Os grupos religiosos têm desempenhado um importante papel no movimento de desinvestimento há oito anos, mas os esforços pelo desinvestimento nas faculdades católicas tiveram resultados mistos.
No dia 5 de novembro, os estudantes da Creighton aprovaram um referendo não vinculante com cerca de 86% de apoio, que recomendou que a instituição inicie o processo de desinvestimento dos seus fundos patrimoniais, estimados pelos estudantes em 568 milhões de dólares, em empresas de carvão, petróleo e gás natural.
O referendo pede que a Creighton congele imediatamente quaisquer novos investimentos em empresas de combustíveis fósseis e “desinvista” nas 200 maiores empresas de combustíveis fósseis com maiores emissões até 2025. Tais participações somam aproximadamente 2% dos fundos patrimoniais, de acordo com os estudantes, que também pedem que a universidade “desinvista” completamente quando a Creighton atingir a meta estabelecida de neutralidade de carbono em meados do século. Os estudantes estimam que 10% dos fundos patrimoniais, mais de 60 milhões de dólares, estão atualmente investidos em combustíveis fósseis.
O padre jesuíta Daniel Hendrickson, reitor da Creighton, disse no dia 6 de novembro que ele responderia ao referendo dentro de uma semana.
“Eu aprecio e elogio os nossos estudantes pela sua preocupação, comprometimento e paixão em buscar soluções para os sérios desafios ambientais que nós, como comunidade global, enfrentamos hoje”, disse Hendrickson em um e-mail à universidade sobre o referendo.

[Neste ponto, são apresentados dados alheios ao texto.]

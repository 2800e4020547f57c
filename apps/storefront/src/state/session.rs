//! # Session Actor
//!
//! Owns the [`StorefrontMachine`] and executes its effects.
//!
//! ## Actor Architecture
//! ```text
//! ┌─────────────────────────────────────────────────────────────────────────┐
//! │                         Session Actor                                   │
//! │                                                                         │
//! │  SessionHandle (cloneable)                                             │
//! │  ├── send(Command) ───────┐                                            │
//! │  ├── view()               │ mpsc (command + oneshot reply)             │
//! │  └── subscribe() ◄──┐     ▼                                            │
//! │                     │  ┌──────────────────────────────────────────┐    │
//! │              watch  │  │  SessionActor::run  (tokio::select!)     │    │
//! │                     │  │                                          │    │
//! │                     │  │  machine.handle(cmd) ──► Vec<Effect>     │    │
//! │                     │  │    PersistCart  ──► CartRepository::save │    │
//! │                     └──│    StartTimer   ──► spawn sleep task ──┐ │    │
//! │                        │    CancelTimer  ──► JoinHandle::abort  │ │    │
//! │                        │    OrderPlaced  ──► log                │ │    │
//! │                        │                                        │ │    │
//! │                        │  timer channel ◄── TimerElapsed(token) ┘ │    │
//! │                        └──────────────────────────────────────────┘    │
//! └─────────────────────────────────────────────────────────────────────────┘
//! ```
//!
//! Commands and timer expiries are applied one at a time, in arrival order.
//! A command's reply is sent after its cart write has finished. A failed write
//! is logged and the in-memory cart is kept as is.

use std::collections::HashMap;

use tokio::sync::{mpsc, oneshot, watch};
use tokio::task::JoinHandle;
use tracing::{debug, error, info, warn};

use techstore_core::{
    Cart, Catalog, CheckoutTimings, Command, Effect, StorefrontMachine, StorefrontView, TimerToken,
};
use techstore_db::{CartRepository, DbResult, KeyValueStore};

use crate::error::ApiError;

/// What every command returns: the state after the command.
pub type SessionView = StorefrontView;

const COMMAND_BUFFER: usize = 32;

// =============================================================================
// Handle
// =============================================================================

enum Request {
    Command {
        command: Command,
        reply: oneshot::Sender<Result<SessionView, ApiError>>,
    },
    Shutdown {
        reply: oneshot::Sender<()>,
    },
}

/// Handle for talking to a running session.
#[derive(Clone)]
pub struct SessionHandle {
    requests: mpsc::Sender<Request>,
    view: watch::Receiver<SessionView>,
    catalog: Catalog,
}

impl SessionHandle {
    /// Applies one command and returns the resulting view.
    pub async fn send(&self, command: Command) -> Result<SessionView, ApiError> {
        let (reply, response) = oneshot::channel();

        self.requests
            .send(Request::Command { command, reply })
            .await
            .map_err(|_| ApiError::internal("Session is not running"))?;

        response
            .await
            .map_err(|_| ApiError::internal("Session stopped before replying"))?
    }

    /// Latest published view.
    pub fn view(&self) -> SessionView {
        self.view.borrow().clone()
    }

    /// Receiver that changes on every transition, timer-driven ones included.
    pub fn subscribe(&self) -> watch::Receiver<SessionView> {
        self.view.clone()
    }

    /// Product catalog the session sells from.
    pub fn catalog(&self) -> &Catalog {
        &self.catalog
    }

    /// Cancels pending timers and stops the actor.
    pub async fn shutdown(&self) {
        let (reply, done) = oneshot::channel();
        if self.requests.send(Request::Shutdown { reply }).await.is_ok() {
            let _ = done.await;
        }
    }
}

// =============================================================================
// Actor
// =============================================================================

/// Startup options for [`SessionActor::start`].
#[derive(Debug, Clone, Default)]
pub struct SessionOptions {
    pub timings: CheckoutTimings,
    /// Reconcile the restored cart against the catalog.
    pub reconcile_with_catalog: bool,
}

/// The task that owns the state machine.
pub struct SessionActor<S> {
    machine: StorefrontMachine,
    carts: CartRepository<S>,
    requests: mpsc::Receiver<Request>,
    view_tx: watch::Sender<SessionView>,
    timer_tx: mpsc::UnboundedSender<TimerToken>,
    timer_rx: mpsc::UnboundedReceiver<TimerToken>,
    timers: HashMap<TimerToken, JoinHandle<()>>,
}

impl<S: KeyValueStore + 'static> SessionActor<S> {
    /// Restores the saved cart, spawns the actor and returns its handle.
    ///
    /// ## Startup Sequence
    /// 1. Load the cart snapshot (malformed → empty, see `CartRepository`)
    /// 2. Optionally reconcile it against the catalog and save the result
    /// 3. Start on the product grid
    pub async fn start(
        catalog: Catalog,
        carts: CartRepository<S>,
        options: SessionOptions,
    ) -> DbResult<SessionHandle> {
        let mut cart = carts.load().await?;

        if options.reconcile_with_catalog {
            let report = cart.reconcile(&catalog);
            if !report.is_clean() {
                warn!(
                    dropped_unknown = ?report.dropped_unknown,
                    dropped_empty = report.dropped_empty,
                    merged_duplicates = report.merged_duplicates,
                    refreshed = report.refreshed,
                    "Saved cart did not match the catalog"
                );
                save_or_log(&carts, &cart).await;
            }
        }

        info!(
            lines = cart.line_count(),
            items = cart.item_count(),
            "Session starting"
        );

        Ok(Self::spawn(catalog, cart, carts, options.timings))
    }

    fn spawn(
        catalog: Catalog,
        cart: Cart,
        carts: CartRepository<S>,
        timings: CheckoutTimings,
    ) -> SessionHandle {
        let machine = StorefrontMachine::new(catalog.clone(), cart, timings);
        let (requests_tx, requests) = mpsc::channel(COMMAND_BUFFER);
        let (view_tx, view) = watch::channel(machine.snapshot());
        let (timer_tx, timer_rx) = mpsc::unbounded_channel();

        let actor = SessionActor {
            machine,
            carts,
            requests,
            view_tx,
            timer_tx,
            timer_rx,
            timers: HashMap::new(),
        };

        tokio::spawn(actor.run());

        SessionHandle {
            requests: requests_tx,
            view,
            catalog,
        }
    }

    /// Main loop. Ends on shutdown or when every handle is dropped.
    async fn run(mut self) {
        loop {
            tokio::select! {
                request = self.requests.recv() => match request {
                    Some(Request::Command { command, reply }) => {
                        let result = self.apply(command).await;
                        let _ = reply.send(result);
                    }
                    Some(Request::Shutdown { reply }) => {
                        self.teardown();
                        let _ = reply.send(());
                        break;
                    }
                    None => {
                        self.teardown();
                        break;
                    }
                },

                Some(token) = self.timer_rx.recv() => {
                    self.timers.remove(&token);
                    if let Err(e) = self.apply(Command::TimerElapsed(token)).await {
                        error!(error = %e, "Timer transition failed");
                    }
                }
            }
        }

        info!("Session stopped");
    }

    async fn apply(&mut self, command: Command) -> Result<SessionView, ApiError> {
        debug!(?command, "Applying command");

        let effects = self.machine.handle(command).map_err(|e| {
            debug!(error = %e, "Command rejected");
            ApiError::from(e)
        })?;

        for effect in effects {
            self.execute(effect).await;
        }

        let view = self.machine.snapshot();
        self.view_tx.send_replace(view.clone());
        Ok(view)
    }

    async fn execute(&mut self, effect: Effect) {
        match effect {
            Effect::PersistCart(cart) => save_or_log(&self.carts, &cart).await,

            Effect::StartTimer { token, kind, after } => {
                debug!(token = token.value(), ?kind, ?after, "Starting timer");
                let tx = self.timer_tx.clone();
                let handle = tokio::spawn(async move {
                    tokio::time::sleep(after).await;
                    let _ = tx.send(token);
                });
                self.timers.insert(token, handle);
            }

            Effect::CancelTimer(token) => {
                if let Some(handle) = self.timers.remove(&token) {
                    debug!(token = token.value(), "Cancelling timer");
                    handle.abort();
                }
            }

            Effect::OrderPlaced(order) => {
                info!(
                    order_id = %order.id,
                    total = %order.total,
                    items = order.item_count(),
                    payment_method = %order.payment_method,
                    "Order placed"
                );
            }
        }
    }

    fn teardown(&mut self) {
        for effect in self.machine.teardown() {
            if let Effect::CancelTimer(token) = effect {
                if let Some(handle) = self.timers.remove(&token) {
                    handle.abort();
                }
            }
        }

        // Anything left is already stale
        for (_, handle) in self.timers.drain() {
            handle.abort();
        }
    }
}

async fn save_or_log<S: KeyValueStore>(carts: &CartRepository<S>, cart: &Cart) {
    if let Err(e) = carts.save(cart).await {
        error!(error = %e, lines = cart.line_count(), "Failed to persist cart");
    }
}

impl std::fmt::Debug for SessionHandle {
    fn fmt(&self, f: &mut std::fmt::Formatter<'_>) -> std::fmt::Result {
        f.debug_struct("SessionHandle")
            .field("view", &self.view.borrow().view)
            .finish_non_exhaustive()
    }
}

// =============================================================================
// Unit Tests
// =============================================================================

Emily Burke, estudantes de Sociologia da Creighton, disse ao NCR que o desinvestimento em combustíveis fósseis está alinhado com a identidade católica e jesuíta da instituição de trabalhar pela paz, justiça e melhoria da sociedade, incluindo o cuidado da criação.
“Não estamos pedindo nada antitético à missão da Creighton. Estamos realmente apenas tentando fazer o que a Creighton nos ensinou a fazer”, disse Burke.
Os estudantes da Creighton vêm pressionando pelo desinvestimento em combustíveis fósseis há mais de um ano. Em abril passado, mais de 200 estudantes realizaram uma manifestação pedindo que a universidade faça o desinvestimento e estenda a sua data-limite de neutralidade de carbono e padronize a formação sobre mudanças climáticas em todo o currículo.
Após a manifestação, a administração respondeu, dizendo que, embora comprometida com a sustentabilidade por meio da vida acadêmica e de tais iniciativas do campus – nas últimas semanas, ela formou uma comissão para revisar a data de neutralidade de carbono –, ela não “desinvestiria” nos combustíveis fósseis. Ela afirmou que o crescimento robusto de seus fundos patrimoniais são cruciais para a saúde e a vitalidade fiscais de longo prazo da universidade, incluindo o financiamento de bolsas de estudo, auxílio estudantil e apoio ao corpo docente.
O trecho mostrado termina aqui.